Task details: Every entry below should be printed exactly.

━━ Provided data

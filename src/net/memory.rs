//! Транспорт в памяти процесса: комнаты, пары ссылок, JSON-кадры.
//!
//! Используется dev-CLI и тестами. Умеет обрывать соединение "молча"
//! (`sever`), как это бывает с настоящей сетью.

use std::collections::HashMap;
use std::sync::atomic::{AtomicBool, AtomicU64, AtomicUsize, Ordering};
use std::sync::Arc;

use async_trait::async_trait;
use parking_lot::Mutex;
use tokio::sync::mpsc;
use tracing::debug;

use crate::api::{encode, WireMessage};

use super::errors::TransportError;
use super::transport::{Connection, Connector, Link, PeerId, PeerLink, TransportEvent};

/// Общее состояние одного соединения.
#[derive(Debug)]
struct Wire {
    room: String,
    client: PeerId,
    open: AtomicBool,
    to_host: mpsc::UnboundedSender<TransportEvent>,
    to_client: Mutex<Option<mpsc::UnboundedSender<String>>>,
}

impl Wire {
    /// Закрыть провод. С `notify` хост получит событие `Closed`.
    fn shut(&self, notify: bool) {
        if !self.open.swap(false, Ordering::SeqCst) {
            return;
        }
        self.to_client.lock().take();
        if notify {
            let _ = self.to_host.send(TransportEvent::Closed {
                peer: self.client.clone(),
            });
        }
    }
}

#[derive(Clone, Copy, Debug, PartialEq, Eq)]
enum Side {
    Host,
    Client,
}

/// Конец соединения в памяти.
#[derive(Debug)]
pub struct MemoryLink {
    side: Side,
    wire: Arc<Wire>,
}

impl PeerLink for MemoryLink {
    fn peer_id(&self) -> &str {
        match self.side {
            Side::Host => &self.wire.client,
            Side::Client => &self.wire.room,
        }
    }

    fn send(&self, msg: &WireMessage) -> Result<(), TransportError> {
        if !self.is_open() {
            return Err(TransportError::Closed);
        }
        let frame = encode(msg)?;
        match self.side {
            Side::Host => {
                let guard = self.wire.to_client.lock();
                let tx = guard.as_ref().ok_or(TransportError::Closed)?;
                tx.send(frame).map_err(|_| TransportError::Closed)
            }
            Side::Client => self
                .wire
                .to_host
                .send(TransportEvent::Frame {
                    peer: self.wire.client.clone(),
                    frame,
                })
                .map_err(|_| TransportError::Closed),
        }
    }

    fn is_open(&self) -> bool {
        self.wire.open.load(Ordering::SeqCst)
    }

    fn close(&self) {
        self.wire.shut(true);
    }
}

#[derive(Default)]
struct NetworkState {
    rooms: HashMap<String, mpsc::UnboundedSender<TransportEvent>>,
    wires: HashMap<PeerId, Arc<Wire>>,
}

/// Сеть в памяти: реестр комнат и открытых соединений.
#[derive(Clone, Default)]
pub struct MemoryNetwork {
    state: Arc<Mutex<NetworkState>>,
    next_peer: Arc<AtomicU64>,
}

impl MemoryNetwork {
    pub fn new() -> Self {
        Self::default()
    }

    /// Занять комнату и получить поток событий транспорта для хоста.
    pub fn listen(&self, room: &str) -> Result<mpsc::UnboundedReceiver<TransportEvent>, TransportError> {
        let mut state = self.state.lock();
        if state.rooms.get(room).is_some_and(|tx| !tx.is_closed()) {
            return Err(TransportError::AddressInUse(room.to_string()));
        }
        let (tx, rx) = mpsc::unbounded_channel();
        state.rooms.insert(room.to_string(), tx);
        debug!(room, "[NET] listening");
        Ok(rx)
    }

    /// Хост пропал: комната недоступна, все её соединения оборваны.
    pub fn shutdown_room(&self, room: &str) {
        let mut state = self.state.lock();
        state.rooms.remove(room);
        state.wires.retain(|_, wire| {
            if wire.room == room {
                wire.shut(false);
                false
            } else {
                true
            }
        });
    }

    pub fn connector(&self, room: &str) -> MemoryConnector {
        MemoryConnector {
            network: self.clone(),
            room: room.to_string(),
            resets: Arc::new(AtomicUsize::new(0)),
        }
    }

    /// Оборвать соединение без уведомления хоста: он заметит это сам.
    pub fn sever(&self, peer: &str) -> bool {
        match self.state.lock().wires.remove(peer) {
            Some(wire) => {
                wire.shut(false);
                true
            }
            None => false,
        }
    }

    /// Открытые соединения комнаты.
    pub fn peers_in(&self, room: &str) -> Vec<PeerId> {
        let state = self.state.lock();
        let mut peers: Vec<PeerId> = state
            .wires
            .values()
            .filter(|w| w.room == room && w.open.load(Ordering::SeqCst))
            .map(|w| w.client.clone())
            .collect();
        peers.sort();
        peers
    }

    fn open(&self, room: &str) -> Result<Connection, TransportError> {
        let mut state = self.state.lock();
        let to_host = state
            .rooms
            .get(room)
            .filter(|tx| !tx.is_closed())
            .cloned()
            .ok_or_else(|| TransportError::Unreachable(room.to_string()))?;

        let id = self.next_peer.fetch_add(1, Ordering::SeqCst);
        let client = format!("peer-{id}");
        let (tx, inbound) = mpsc::unbounded_channel();
        let wire = Arc::new(Wire {
            room: room.to_string(),
            client: client.clone(),
            open: AtomicBool::new(true),
            to_host: to_host.clone(),
            to_client: Mutex::new(Some(tx)),
        });

        let host_side: Link = Arc::new(MemoryLink {
            side: Side::Host,
            wire: wire.clone(),
        });
        to_host
            .send(TransportEvent::Opened {
                peer: client.clone(),
                link: host_side,
            })
            .map_err(|_| TransportError::Unreachable(room.to_string()))?;

        state.wires.insert(client, wire.clone());
        Ok(Connection {
            link: Arc::new(MemoryLink {
                side: Side::Client,
                wire,
            }),
            inbound,
        })
    }
}

/// Коннектор к одной комнате.
#[derive(Clone)]
pub struct MemoryConnector {
    network: MemoryNetwork,
    room: String,
    resets: Arc<AtomicUsize>,
}

impl MemoryConnector {
    /// Сколько раз клиент выбрасывал handle.
    pub fn resets(&self) -> usize {
        self.resets.load(Ordering::SeqCst)
    }
}

#[async_trait]
impl Connector for MemoryConnector {
    async fn connect(&self) -> Result<Connection, TransportError> {
        self.network.open(&self.room)
    }

    fn reset(&self) {
        self.resets.fetch_add(1, Ordering::SeqCst);
    }
}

━━━━

Written response:
filename src/net/memory.rs
//! Транспорт в памяти процесса: комнаты, пары ссылок, JSON-кадры.
//!
//! Используется dev-CLI и тестами. Умеет обрывать соединение "молча"
//! (`sever`), как это бывает с настоящей сетью.

use std::collections::HashMap;
use std::sync::atomic::{AtomicBool, AtomicU64, AtomicUsize, Ordering};
use std::sync::Arc;

use async_trait::async_trait;
use parking_lot::Mutex;
use tokio::sync::mpsc;
use tracing::debug;

use crate::api::{encode, WireMessage};

use super::errors::TransportError;
use super::transport::{Connection, Connector, Link, PeerId, PeerLink, TransportEvent};

/// Общее состояние одного соединения.
#[derive(Debug)]
struct Wire {
    room: String,
    client: PeerId,
    open: AtomicBool,
    to_host: mpsc::UnboundedSender<TransportEvent>,
    to_client: Mutex<Option<mpsc::UnboundedSender<String>>>,
}

impl Wire {
    /// Закрыть провод. С `notify` хост получит событие `Closed`.
    fn shut(&self, notify: bool) {
        if !self.open.swap(false, Ordering::SeqCst) {
            return;
        }
        self.to_client.lock().take();
        if notify {
            let _ = self.to_host.send(TransportEvent::Closed {
                peer: self.client.clone(),
            });
        }
    }
}

#[derive(Clone, Copy, Debug, PartialEq, Eq)]
enum Side {
    Host,
    Client,
}

/// Конец соединения в памяти.
#[derive(Debug)]
pub struct MemoryLink {
    side: Side,
    wire: Arc<Wire>,
}

impl PeerLink for MemoryLink {
    fn peer_id(&self) -> &str {
        match self.side {
            Side::Host => &self.wire.client,
            Side::Client => &self.wire.room,
        }
    }

    fn send(&self, msg: &WireMessage) -> Result<(), TransportError> {
        if !self.is_open() {
            return Err(TransportError::Closed);
        }
        let frame = encode(msg)?;
        match self.side {
            Side::Host => {
                let guard = self.wire.to_client.lock();
                let tx = guard.as_ref().ok_or(TransportError::Closed)?;
                tx.send(frame).map_err(|_| TransportError::Closed)
            }
            Side::Client => self
                .wire
                .to_host
                .send(TransportEvent::Frame {
                    peer: self.wire.client.clone(),
                    frame,
                })
                .map_err(|_| TransportError::Closed),
        }
    }

    fn is_open(&self) -> bool {
        self.wire.open.load(Ordering::SeqCst)
    }

    fn close(&self) {
        self.wire.shut(true);
    }
}

#[derive(Default)]
struct NetworkState {
    rooms: HashMap<String, mpsc::UnboundedSender<TransportEvent>>,
    wires: HashMap<PeerId, Arc<Wire>>,
}

/// Сеть в памяти: реестр комнат и открытых соединений.
#[derive(Clone, Default)]
pub struct MemoryNetwork {
    state: Arc<Mutex<NetworkState>>,
    next_peer: Arc<AtomicU64>,
}

impl MemoryNetwork {
    pub fn new() -> Self {
        Self::default()
    }

    /// Занять комнату и получить поток событий транспорта для хоста.
    pub fn listen(&self, room: &str) -> Result<mpsc::UnboundedReceiver<TransportEvent>, TransportError> {
        let mut state = self.state.lock();
        if state.rooms.get(room).is_some_and(|tx| !tx.is_closed()) {
            return Err(TransportError::AddressInUse(room.to_string()));
        }
        let (tx, rx) = mpsc::unbounded_channel();
        state.rooms.insert(room.to_string(), tx);
        debug!(room, "[NET] listening");
        Ok(rx)
    }

    /// Хост пропал: комната недоступна, все её соединения оборваны.
    pub fn shutdown_room(&self, room: &str) {
        let mut state = self.state.lock();
        state.rooms.remove(room);
        state.wires.retain(|_, wire| {
            if wire.room == room {
                wire.shut(false);
                false
            } else {
                true
            }
        });
    }

    pub fn connector(&self, room: &str) -> MemoryConnector {
        MemoryConnector {
            network: self.clone(),
            room: room.to_string(),
            resets: Arc::new(AtomicUsize::new(0)),
        }
    }

    /// Оборвать соединение без уведомления хоста: он заметит это сам.
    pub fn sever(&self, peer: &str) -> bool {
        match self.state.lock().wires.remove(peer) {
            Some(wire) => {
                wire.shut(false);
                true
            }
            None => false,
        }
    }

    /// Открытые соединения комнаты.
    pub fn peers_in(&self, room: &str) -> Vec<PeerId> {
        let state = self.state.lock();
        let mut peers: Vec<PeerId> = state
            .wires
            .values()
            .filter(|w| w.room == room && w.open.load(Ordering::SeqCst))
            .map(|w| w.client.clone())
            .collect();
        peers.sort();
        peers
    }

    fn open(&self, room: &str) -> Result<Connection, TransportError> {
        let mut state = self.state.lock();
        let to_host = state
            .rooms
            .get(room)
            .filter(|tx| !tx.is_closed())
            .cloned()
            .ok_or_else(|| TransportError::Unreachable(room.to_string()))?;

        let id = self.next_peer.fetch_add(1, Ordering::SeqCst);
        let client = format!("peer-{id}");
        let (tx, inbound) = mpsc::unbounded_channel();
        let wire = Arc::new(Wire {
            room: room.to_string(),
            client: client.clone(),
            open: AtomicBool::new(true),
            to_host: to_host.clone(),
            to_client: Mutex::new(Some(tx)),
        });

        let host_side: Link = Arc::new(MemoryLink {
            side: Side::Host,
            wire: wire.clone(),
        });
        to_host
            .send(TransportEvent::Opened {
                peer: client.clone(),
                link: host_side,
            })
            .map_err(|_| TransportError::Unreachable(room.to_string()))?;

        state.wires.insert(client, wire.clone());
        Ok(Connection {
            link: Arc::new(MemoryLink {
                side: Side::Client,
                wire,
            }),
            inbound,
        })
    }
}

/// Коннектор к одной комнате.
#[derive(Clone)]
pub struct MemoryConnector {
    network: MemoryNetwork,
    room: String,
    resets: Arc<AtomicUsize>,
}

impl MemoryConnector {
    /// Сколько раз клиент выбрасывал handle.
    pub fn resets(&self) -> usize {
        self.resets.load(Ordering::SeqCst)
    }
}

#[async_trait]
impl Connector for MemoryConnector {
    async fn connect(&self) -> Result<Connection, TransportError> {
        self.network.open(&self.room)
    }

    fn reset(&self) {
        self.resets.fetch_add(1, Ordering::SeqCst);
    }
}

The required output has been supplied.